この医者は盗むということが念頭にないようだ。

「・・・そうかもしれんな。 炙っている実というのは?」

「この二種類を選んだのは即効性を求めたからだと思いますが、この二種類を合わせたことなど今まで聞いたことが御座いません。 ですのでそれに見合う実が分かりません。 苦肉の策では御座いますが、個々の薬草に見合う実を炙っております」

「・・・そうか」

組んでいた片手を外して曲げた人差し指の関節を口の周りに充てる。

「そうだな・・・声は聞こえておるようか?」

医者と薬草師が目を合わす。

「煙を抜いた後に何度かお声をおかけしました。 そのような事があると史書にも書いて御座いましたので。 気付けの薬草で目覚めた者に意識を失っている間、呼びかける声が聞こえていたのかというもので御座います。 聞こえていた者も居りましたし、聞こえなかったという者も居りました。 聞こえていた者は返事をしようにも、口も手足も痺れるようになっていたり重く感じ動かなかったということで御座いましたが、それによって己をその戒めから解こうとして、意識を取り戻したということで御座います」

医者に続いて薬草師が言う。

「ですがそれは、薬草が原因では無かったり、また薬草であっても過剰に反応し、効き過ぎた薬草だけの話で御座います。 ましてやこの二種類を合わせたというのは薬草史書には何も書かれて御座いません」

「そうか・・・。 だが試してみる価値もあるということか・・・」

独り言のように言うマツリに、どういうことかと、もう一度、医者と薬草師が目を合わせた。

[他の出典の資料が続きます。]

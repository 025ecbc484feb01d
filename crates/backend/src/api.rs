use async_trait::async_trait;
use serde::{Deserialize, Serialize};
use thiserror::Error;

use quiz_core::model::{AnswerOption, QuestionId, SessionId};

use crate::record::{RecordError, SessionRecord};

/// Errors surfaced by quiz backend adapters.
#[derive(Debug, Error)]
#[non_exhaustive]
pub enum BackendError {
    #[error("session not found")]
    NotFound,

    /// Completion was rejected because questions are still unanswered.
    ///
    /// Kept distinct from generic failures so callers can route the user
    /// back to the open questions instead of showing a retry prompt.
    #[error("{unanswered} questions are unanswered")]
    IncompleteAnswers { unanswered: u32 },

    #[error("conflict: {0}")]
    Conflict(String),

    #[error("backend unavailable: {0}")]
    Unavailable(String),

    #[error("request failed with status {0}")]
    Status(reqwest::StatusCode),

    #[error(transparent)]
    Http(#[from] reqwest::Error),

    #[error(transparent)]
    Record(#[from] RecordError),
}

impl BackendError {
    /// True when completion was rejected for unanswered questions.
    #[must_use]
    pub fn is_incomplete(&self) -> bool {
        matches!(self, Self::IncompleteAnswers { .. })
    }
}

/// Payload reporting one answered question.
#[derive(Debug, Clone, Copy, PartialEq, Eq, Serialize, Deserialize)]
#[serde(rename_all = "camelCase")]
pub struct AnswerSubmission {
    pub question_id: QuestionId,
    pub selected_option: AnswerOption,
    pub time_taken_seconds: u32,
}

/// Remote quiz service contract.
///
/// All durable state lives behind this trait; the services layer keeps only
/// per-attempt working state in memory.
#[async_trait]
pub trait QuizBackend: Send + Sync {
    /// Start a pending session. The returned record carries the
    /// authoritative `started_at`, which clients must adopt instead of
    /// their own clock.
    ///
    /// # Errors
    ///
    /// Returns `BackendError::NotFound` for an unknown session, or other
    /// backend errors.
    async fn start_quiz(&self, id: SessionId) -> Result<SessionRecord, BackendError>;

    /// Report one answered question. Safe to call repeatedly for the same
    /// question; the server keeps the latest submission per question.
    ///
    /// # Errors
    ///
    /// Returns `BackendError` when the session is unknown or not active.
    async fn submit_answer(
        &self,
        id: SessionId,
        answer: AnswerSubmission,
    ) -> Result<(), BackendError>;

    /// Complete the session and grade its answers.
    ///
    /// # Errors
    ///
    /// Returns `BackendError::IncompleteAnswers` when the backend enforces
    /// completeness and questions are unanswered, or other backend errors.
    async fn complete_quiz(&self, id: SessionId) -> Result<SessionRecord, BackendError>;

    /// Fetch the current session state, used for resuming and polling.
    ///
    /// # Errors
    ///
    /// Returns `BackendError::NotFound` for an unknown session.
    async fn get_quiz(&self, id: SessionId) -> Result<SessionRecord, BackendError>;
}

「とにかく一度リツソに異常が無いかを先に診てもらえるか。 それから考える」

「はい」

医者が返事をし、薬草師と共に煙が大分抜けた部屋に入って行った。

暫くして医者と薬草師が出てきた。

「炙り煙をする前と何らお変わりは御座いません。 心の臓もしっかりと動いておいでですし、呼吸も安定しておられます」

「そうか」

「あの、マツリ様・・・。 出過ぎたことでは御座いますが、お方様にお声掛けはお辛くなられるだけかと」

先ほど声掛けのことをマツリが訊いた。 もしや澪引に声を掛けさそうと思っているのかと案じての進言である。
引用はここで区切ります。